◆ Assigned task: Print each line of the material again, keeping everything exact.

◆ Input:

----------

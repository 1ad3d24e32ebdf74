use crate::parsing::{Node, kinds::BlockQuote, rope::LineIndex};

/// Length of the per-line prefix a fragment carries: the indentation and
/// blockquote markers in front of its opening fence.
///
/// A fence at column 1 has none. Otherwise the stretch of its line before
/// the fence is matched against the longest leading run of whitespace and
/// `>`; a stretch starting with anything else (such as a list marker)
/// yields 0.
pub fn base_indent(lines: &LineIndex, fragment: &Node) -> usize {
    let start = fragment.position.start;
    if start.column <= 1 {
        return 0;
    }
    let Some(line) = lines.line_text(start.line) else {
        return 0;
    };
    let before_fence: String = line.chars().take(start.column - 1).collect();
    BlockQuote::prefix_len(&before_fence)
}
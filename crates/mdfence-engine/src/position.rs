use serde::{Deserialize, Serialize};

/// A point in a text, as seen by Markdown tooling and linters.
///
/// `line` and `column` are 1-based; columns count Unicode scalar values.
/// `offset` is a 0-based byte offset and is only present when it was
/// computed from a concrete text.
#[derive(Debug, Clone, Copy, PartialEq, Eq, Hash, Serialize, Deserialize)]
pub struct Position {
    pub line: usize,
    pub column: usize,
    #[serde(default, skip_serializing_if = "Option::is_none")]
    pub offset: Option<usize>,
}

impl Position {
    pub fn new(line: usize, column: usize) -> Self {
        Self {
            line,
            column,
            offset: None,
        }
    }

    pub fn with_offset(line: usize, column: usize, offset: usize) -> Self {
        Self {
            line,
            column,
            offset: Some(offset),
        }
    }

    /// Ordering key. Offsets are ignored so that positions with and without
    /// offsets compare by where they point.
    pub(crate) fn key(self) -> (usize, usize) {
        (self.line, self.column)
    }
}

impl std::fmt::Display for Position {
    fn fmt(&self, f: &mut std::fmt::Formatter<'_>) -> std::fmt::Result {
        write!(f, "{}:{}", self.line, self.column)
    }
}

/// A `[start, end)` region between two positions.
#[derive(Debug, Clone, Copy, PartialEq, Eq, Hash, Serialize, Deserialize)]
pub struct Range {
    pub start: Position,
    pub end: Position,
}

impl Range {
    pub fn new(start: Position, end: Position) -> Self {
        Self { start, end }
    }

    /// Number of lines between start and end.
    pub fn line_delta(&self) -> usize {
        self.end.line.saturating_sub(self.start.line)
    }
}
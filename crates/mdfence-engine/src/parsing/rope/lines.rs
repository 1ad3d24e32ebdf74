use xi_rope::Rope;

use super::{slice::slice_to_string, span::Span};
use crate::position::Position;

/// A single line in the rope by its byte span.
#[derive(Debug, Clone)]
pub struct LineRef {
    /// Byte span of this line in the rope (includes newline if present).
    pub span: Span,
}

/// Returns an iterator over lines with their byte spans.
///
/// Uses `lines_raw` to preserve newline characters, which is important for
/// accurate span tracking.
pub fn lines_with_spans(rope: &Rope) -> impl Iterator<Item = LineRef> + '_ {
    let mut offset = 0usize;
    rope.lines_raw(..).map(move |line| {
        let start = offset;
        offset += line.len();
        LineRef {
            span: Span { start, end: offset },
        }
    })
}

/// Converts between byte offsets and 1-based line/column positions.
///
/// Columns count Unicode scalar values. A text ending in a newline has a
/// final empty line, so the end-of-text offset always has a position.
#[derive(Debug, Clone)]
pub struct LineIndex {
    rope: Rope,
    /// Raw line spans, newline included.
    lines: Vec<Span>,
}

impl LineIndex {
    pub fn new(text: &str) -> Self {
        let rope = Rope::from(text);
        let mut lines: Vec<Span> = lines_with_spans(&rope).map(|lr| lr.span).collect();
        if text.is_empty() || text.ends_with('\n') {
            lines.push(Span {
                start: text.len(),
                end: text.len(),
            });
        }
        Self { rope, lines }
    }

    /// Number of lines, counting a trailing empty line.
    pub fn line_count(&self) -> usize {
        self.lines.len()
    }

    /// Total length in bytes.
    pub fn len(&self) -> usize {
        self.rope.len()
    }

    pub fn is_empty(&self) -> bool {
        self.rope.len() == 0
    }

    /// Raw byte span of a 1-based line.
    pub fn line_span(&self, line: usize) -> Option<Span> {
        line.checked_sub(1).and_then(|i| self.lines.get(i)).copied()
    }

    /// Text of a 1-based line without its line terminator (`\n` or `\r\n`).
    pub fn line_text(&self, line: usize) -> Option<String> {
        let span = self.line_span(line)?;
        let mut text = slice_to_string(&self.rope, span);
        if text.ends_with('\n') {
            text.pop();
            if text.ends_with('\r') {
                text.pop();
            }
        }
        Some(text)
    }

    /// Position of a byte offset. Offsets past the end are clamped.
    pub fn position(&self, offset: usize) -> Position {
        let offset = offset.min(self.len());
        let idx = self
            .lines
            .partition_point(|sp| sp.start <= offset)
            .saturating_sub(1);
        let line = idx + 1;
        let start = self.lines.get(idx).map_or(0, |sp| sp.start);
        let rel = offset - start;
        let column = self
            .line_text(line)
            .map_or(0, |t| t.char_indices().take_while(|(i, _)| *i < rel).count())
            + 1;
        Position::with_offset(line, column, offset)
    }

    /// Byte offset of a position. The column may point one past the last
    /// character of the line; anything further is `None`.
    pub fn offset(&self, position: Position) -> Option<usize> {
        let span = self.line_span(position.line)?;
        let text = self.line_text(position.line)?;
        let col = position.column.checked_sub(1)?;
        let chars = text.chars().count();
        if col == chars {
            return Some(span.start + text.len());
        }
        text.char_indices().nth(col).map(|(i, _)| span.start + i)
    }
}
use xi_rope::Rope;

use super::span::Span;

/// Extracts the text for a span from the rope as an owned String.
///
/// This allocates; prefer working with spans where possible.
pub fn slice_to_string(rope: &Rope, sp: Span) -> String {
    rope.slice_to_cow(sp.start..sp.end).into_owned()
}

----------

◆ Reply:
repository 1ad3d24e32ebdf74
use crate::parsing::{Node, kinds::BlockQuote, rope::LineIndex};

/// Length of the per-line prefix a fragment carries: the indentation and
/// blockquote markers in front of its opening fence.
///
/// A fence at column 1 has none. Otherwise the stretch of its line before
/// the fence is matched against the longest leading run of whitespace and
/// `>`; a stretch starting with anything else (such as a list marker)
/// yields 0.
pub fn base_indent(lines: &LineIndex, fragment: &Node) -> usize {
    let start = fragment.position.start;
    if start.column <= 1 {
        return 0;
    }
    let Some(line) = lines.line_text(start.line) else {
        return 0;
    };
    let before_fence: String = line.chars().take(start.column - 1).collect();
    BlockQuote::prefix_len(&before_fence)
}
filename crates/mdfence-engine/src/position.rs
use serde::{Deserialize, Serialize};

/// A point in a text, as seen by Markdown tooling and linters.
///
/// `line` and `column` are 1-based; columns count Unicode scalar values.
/// `offset` is a 0-based byte offset and is only present when it was
/// computed from a concrete text.
#[derive(Debug, Clone, Copy, PartialEq, Eq, Hash, Serialize, Deserialize)]
pub struct Position {
    pub line: usize,
    pub column: usize,
    #[serde(default, skip_serializing_if = "Option::is_none")]
    pub offset: Option<usize>,
}

impl Position {
    pub fn new(line: usize, column: usize) -> Self {
        Self {
            line,
            column,
            offset: None,
        }
    }

    pub fn with_offset(line: usize, column: usize, offset: usize) -> Self {
        Self {
            line,
            column,
            offset: Some(offset),
        }
    }

    /// Ordering key. Offsets are ignored so that positions with and without
    /// offsets compare by where they point.
    pub(crate) fn key(self) -> (usize, usize) {
        (self.line, self.column)
    }
}

impl std::fmt::Display for Position {
    fn fmt(&self, f: &mut std::fmt::Formatter<'_>) -> std::fmt::Result {
        write!(f, "{}:{}", self.line, self.column)
    }
}

/// A `[start, end)` region between two positions.
#[derive(Debug, Clone, Copy, PartialEq, Eq, Hash, Serialize, Deserialize)]
pub struct Range {
    pub start: Position,
    pub end: Position,
}

impl Range {
    pub fn new(start: Position, end: Position) -> Self {
        Self { start, end }
    }

    /// Number of lines between start and end.
    pub fn line_delta(&self) -> usize {
        self.end.line.saturating_sub(self.start.line)
    }
}
filename crates/mdfence-engine/src/parsing/rope/lines.rs
repository 1ad3d24e32ebdf74
use xi_rope::Rope;

use super::{slice::slice_to_string, span::Span};
use crate::position::Position;

/// A single line in the rope by its byte span.
#[derive(Debug, Clone)]
pub struct LineRef {
    /// Byte span of this line in the rope (includes newline if present).
    pub span: Span,
}

/// Returns an iterator over lines with their byte spans.
///
/// Uses `lines_raw` to preserve newline characters, which is important for
/// accurate span tracking.
pub fn lines_with_spans(rope: &Rope) -> impl Iterator<Item = LineRef> + '_ {
    let mut offset = 0usize;
    rope.lines_raw(..).map(move |line| {
        let start = offset;
        offset += line.len();
        LineRef {
            span: Span { start, end: offset },
        }
    })
}

/// Converts between byte offsets and 1-based line/column positions.
///
/// Columns count Unicode scalar values. A text ending in a newline has a
/// final empty line, so the end-of-text offset always has a position.
#[derive(Debug, Clone)]
pub struct LineIndex {
    rope: Rope,
    /// Raw line spans, newline included.
    lines: Vec<Span>,
}

impl LineIndex {
    pub fn new(text: &str) -> Self {
        let rope = Rope::from(text);
        let mut lines: Vec<Span> = lines_with_spans(&rope).map(|lr| lr.span).collect();
        if text.is_empty() || text.ends_with('\n') {
            lines.push(Span {
                start: text.len(),
                end: text.len(),
            });
        }
        Self { rope, lines }
    }

    /// Number of lines, counting a trailing empty line.
    pub fn line_count(&self) -> usize {
        self.lines.len()
    }

    /// Total length in bytes.
    pub fn len(&self) -> usize {
        self.rope.len()
    }

    pub fn is_empty(&self) -> bool {
        self.rope.len() == 0
    }

    /// Raw byte span of a 1-based line.
    pub fn line_span(&self, line: usize) -> Option<Span> {
        line.checked_sub(1).and_then(|i| self.lines.get(i)).copied()
    }

    /// Text of a 1-based line without its line terminator (`\n` or `\r\n`).
    pub fn line_text(&self, line: usize) -> Option<String> {
        let span = self.line_span(line)?;
        let mut text = slice_to_string(&self.rope, span);
        if text.ends_with('\n') {
            text.pop();
            if text.ends_with('\r') {
                text.pop();
            }
        }
        Some(text)
    }

    /// Position of a byte offset. Offsets past the end are clamped.
    pub fn position(&self, offset: usize) -> Position {
        let offset = offset.min(self.len());
        let idx = self
            .lines
            .partition_point(|sp| sp.start <= offset)
            .saturating_sub(1);
        let line = idx + 1;
        let start = self.lines.get(idx).map_or(0, |sp| sp.start);
        let rel = offset - start;
        let column = self
            .line_text(line)
            .map_or(0, |t| t.char_indices().take_while(|(i, _)| *i < rel).count())
            + 1;
        Position::with_offset(line, column, offset)
    }

    /// Byte offset of a position. The column may point one past the last
    /// character of the line; anything further is `None`.
    pub fn offset(&self, position: Position) -> Option<usize> {
        let span = self.line_span(position.line)?;
        let text = self.line_text(position.line)?;
        let col = position.column.checked_sub(1)?;
        let chars = text.chars().count();
        if col == chars {
            return Some(span.start + text.len());
        }
        text.char_indices().nth(col).map(|(i, _)| span.start + i)
    }
}
use xi_rope::Rope;

use super::span::Span;

/// Extracts the text for a span from the rope as an owned String.
///
/// This allocates; prefer working with spans where possible.
pub fn slice_to_string(rope: &Rope, sp: Span) -> String {
    rope.slice_to_cow(sp.start..sp.end).into_owned()
}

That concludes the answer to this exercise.